4. Wir wollen nun den Fall nehmen, dass ein Land irgend eine Veränderung erleidet. Dies wird einige seiner Bewohner dazu bestimmen, unbedeutend zu variieren –, womit ich aber nicht sagen will, dass ich etwa nicht glaubte, die meisten Wesen variieren zu aller Zeit genug, um die Zuchtwahl auf sie einwirken lassen zu können. Einige seiner Bewohner werden vertilgt werden; und die Übrigbleibenden werden der gegenseitigen Einwirkung einer verschiedenen Gesellschaft von Bewohnern ausgesetzt sein, welche, wie ich glaube, bei weitem bedeutungsvoller für ein jedes Wesen ist als das blosse Klima. Bedenkt man die unendlich verschiednen Methoden, welche lebende Wesen befolgen, durch Kampf mit andern Organismen sich Nahrung zu verschaffen, zu verschiedenen Zeiten ihres Lebens Gefahren zu entgehen, ihre Eier oder Samen auszubreiten u. s. w., so kann ich nicht daran zweifeln dass während Millionen von Generationen Individuen einer Spezies geboren werden, welche irgend eine unbedeutende, irgend einem Teile ihres Lebenshaushalts vorteilhafte Abänderung darbieten. Derartige Individuen werden eine bessere Aussicht haben, leben zu bleiben und ihren neuen und ein wenig abweichenden Bau fortzupflanzen; die Modifikation wird auch durch die accumulative Tätigkeit der natürlichen Zuchtwahl in jeder vorteilhaften Ausdehnung vermehrt werden. Die in dieser Weise gebildete Varietät wird entweder mit ihrer elterlichen Form zusammen existieren oder, was gewöhnlicher der Fall sein wird, dieselbe verdrängen. Ein organisches Wesen, wie der Specht oder die Mistel, kann in dieser Weise einer Menge von Beziehungen angepasst werden –, die natürliche Zuchtwahl häuft eben diejenigen unbedeutenden Abänderungen in allen Teilen seines Baues, welche ihm während irgend eines Teils seines Lebens von Nutzen sind.
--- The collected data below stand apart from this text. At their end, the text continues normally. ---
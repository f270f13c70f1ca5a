//! forgeloop CLI
//!
//! ```text
//! forgeloop run --project demo "create a hello-world page"
//! forgeloop run --project demo --run-id <id> "create a hello-world page"   # resume
//! forgeloop history --project demo
//! ```

use clap::{Parser, Subcommand};

use forgeloop::metrics::encode_metrics;
use forgeloop::store::MessageKind;
use forgeloop::tracing::{init_tracing, shutdown_tracing};
use forgeloop::{RunConfig, RunEvent, Workflow};

#[derive(Parser)]
#[command(name = "forgeloop")]
#[command(about = "Run an autonomous coding agent against a sandbox", long_about = None)]
struct Cli {
    #[command(subcommand)]
    command: Commands,
}

#[derive(Subcommand)]
enum Commands {
    #[command(about = "Run the agent on a prompt until it completes or hits the iteration cap")]
    Run {
        #[arg(help = "The task for the agent")]
        prompt: String,

        #[arg(short, long, help = "Project the result is saved under")]
        project: String,

        #[arg(long, help = "Resume an existing run from its step journal")]
        run_id: Option<String>,

        #[arg(long, help = "Model to use (overrides FORGELOOP_MODEL)")]
        model: Option<String>,

        #[arg(long, help = "Print Prometheus metrics after the run")]
        metrics: bool,
    },

    #[command(about = "List the saved results of a project")]
    History {
        #[arg(short, long, help = "Project to list")]
        project: String,
    },
}

#[tokio::main]
async fn main() -> Result<(), Box<dyn std::error::Error + Send + Sync>> {
    let cli = Cli::parse();
    let mut config = RunConfig::from_env();

    init_tracing("forgeloop", config.otlp_endpoint.as_deref())?;

    let result = match cli.command {
        Commands::Run {
            prompt,
            project,
            run_id,
            model,
            metrics,
        } => {
            if let Some(model) = model {
                config.model = model;
            }
            run(config, RunEvent::new(prompt, project), run_id, metrics).await
        }
        Commands::History { project } => history(config, &project),
    };

    shutdown_tracing();
    result
}

async fn run(
    config: RunConfig,
    event: RunEvent,
    run_id: Option<String>,
    print_metrics: bool,
) -> Result<(), Box<dyn std::error::Error + Send + Sync>> {
    let workflow = Workflow::from_config(config)?;
    let output = workflow.run(event, run_id).await?;

    println!();
    println!("Run:      {}", output.run_id);
    println!("Sandbox:  {}", output.sandbox_url);
    println!("Files:    {}", output.files.len());
    for path in output.files.keys() {
        println!("  - {}", path);
    }
    match &output.summary {
        Some(summary) if !output.is_error => println!("Summary:\n{}", summary),
        _ => println!("Result:   {}", forgeloop::workflow::GENERIC_ERROR_MESSAGE),
    }

    if print_metrics {
        println!();
        print!("{}", encode_metrics());
    }
    Ok(())
}

fn history(config: RunConfig, project: &str) -> Result<(), Box<dyn std::error::Error + Send + Sync>> {
    let workflow = Workflow::from_config(config)?;
    let messages = workflow.store().list(project)?;

    if messages.is_empty() {
        println!("No messages for project {}", project);
        return Ok(());
    }

    for message in messages {
        let kind = match message.kind {
            MessageKind::Result => "RESULT",
            MessageKind::Error => "ERROR",
        };
        let first_line = message.content.lines().next().unwrap_or_default();
        println!("{}  {:<6}  {}", message.id, kind, first_line);
        if let Some(fragment) = &message.fragment {
            println!("    {} ({} files)", fragment.sandbox_url, fragment.files.len());
        }
    }
    Ok(())
}
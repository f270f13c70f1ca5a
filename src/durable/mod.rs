//! Durable steps for resumable runs
//!
//! Every side effect of a run (sandbox creation, each model call, each tool
//! call, persistence) happens inside a named step. A step's successful output
//! is written to a journal keyed by `(run id, step name, call ordinal)`. When a
//! run is re-executed with the same run id, completed steps are replayed from
//! the journal instead of being executed again.
//!
//! # Architecture
//!
//! ```text
//! workflow ──run("terminal", body)──► StepRunner
//!                                        │
//!                        journal hit? ───┼──► yes: deserialize + return
//!                                        │
//!                                        └──► no: body() with retries
//!                                                   │
//!                                             Ok ──► record ──► return
//!                                             Err ─► retry / StepError
//! ```

pub mod journal;
pub mod step;

pub use journal::{FileJournal, JournalStore, MemoryJournal, StepKey};
pub use step::{RetryPolicy, StepError, StepRunner};
//! Completion detection
//!
//! The only way a run is marked complete: after a turn, the last plain-text
//! assistant message is checked for the sentinel marker and, when present,
//! stored verbatim as the run's summary.

use tracing::info;

use super::controller::AgentTurn;
use crate::state::SharedState;

/// Marker whose presence in an assistant message signals task completion
pub const TASK_SUMMARY_SENTINEL: &str = "<task_summary>";

/// Hook invoked with every finished agent turn
pub trait LifecycleHook: Send + Sync {
    /// Inspect the turn and return it (possibly changed) to the caller
    fn on_finish(&self, turn: AgentTurn, state: &mut SharedState) -> AgentTurn;
}

/// Sets the summary when the agent's final text contains the sentinel
#[derive(Debug, Clone)]
pub struct CompletionDetector {
    sentinel: String,
}

impl CompletionDetector {
    pub fn new(sentinel: impl Into<String>) -> Self {
        Self {
            sentinel: sentinel.into(),
        }
    }

    pub fn sentinel(&self) -> &str {
        &self.sentinel
    }
}

impl Default for CompletionDetector {
    fn default() -> Self {
        Self::new(TASK_SUMMARY_SENTINEL)
    }
}

impl LifecycleHook for CompletionDetector {
    fn on_finish(&self, turn: AgentTurn, state: &mut SharedState) -> AgentTurn {
        if let Some(text) = turn.last_text_message() {
            if text.contains(&self.sentinel) && state.set_summary(text) {
                info!(run_id = %state.run_id, agent = %turn.agent, "Task summary detected");
                println!("[AGENT] ✅ Task summary received from {}", turn.agent);
            }
        }
        turn
    }
}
5. Vielerlei Schwierigkeiten werden sich mit Rücksicht auf diese Theorie einem Jeden darbieten. Ich glaube, viele können völlig befriedigend beantwortet werden. Der Satz »Natura non facit saltum« beseitigt einige der augenfälligsten. Die Langsamkeit der Veränderung und der Umstand, dass nur sehr wenig Individuen zu irgend einer gegebenen Zeit sich verändern, widerlegt andere. Die äußerste Unvollständigkeit unsrer geologischen Berichte beseitigt noch andere.

6. Ein andres Prinzip, welches das Prinzip der Divergenz genannt werden kann, spielt, wie ich glaube, eine bedeutungsvolle Rolle beim Ursprung der Arten. Ein und derselbe Ort erhält mehr Lebensformen, wenn er von sehr verschiedenartigen Formen bewohnt wird.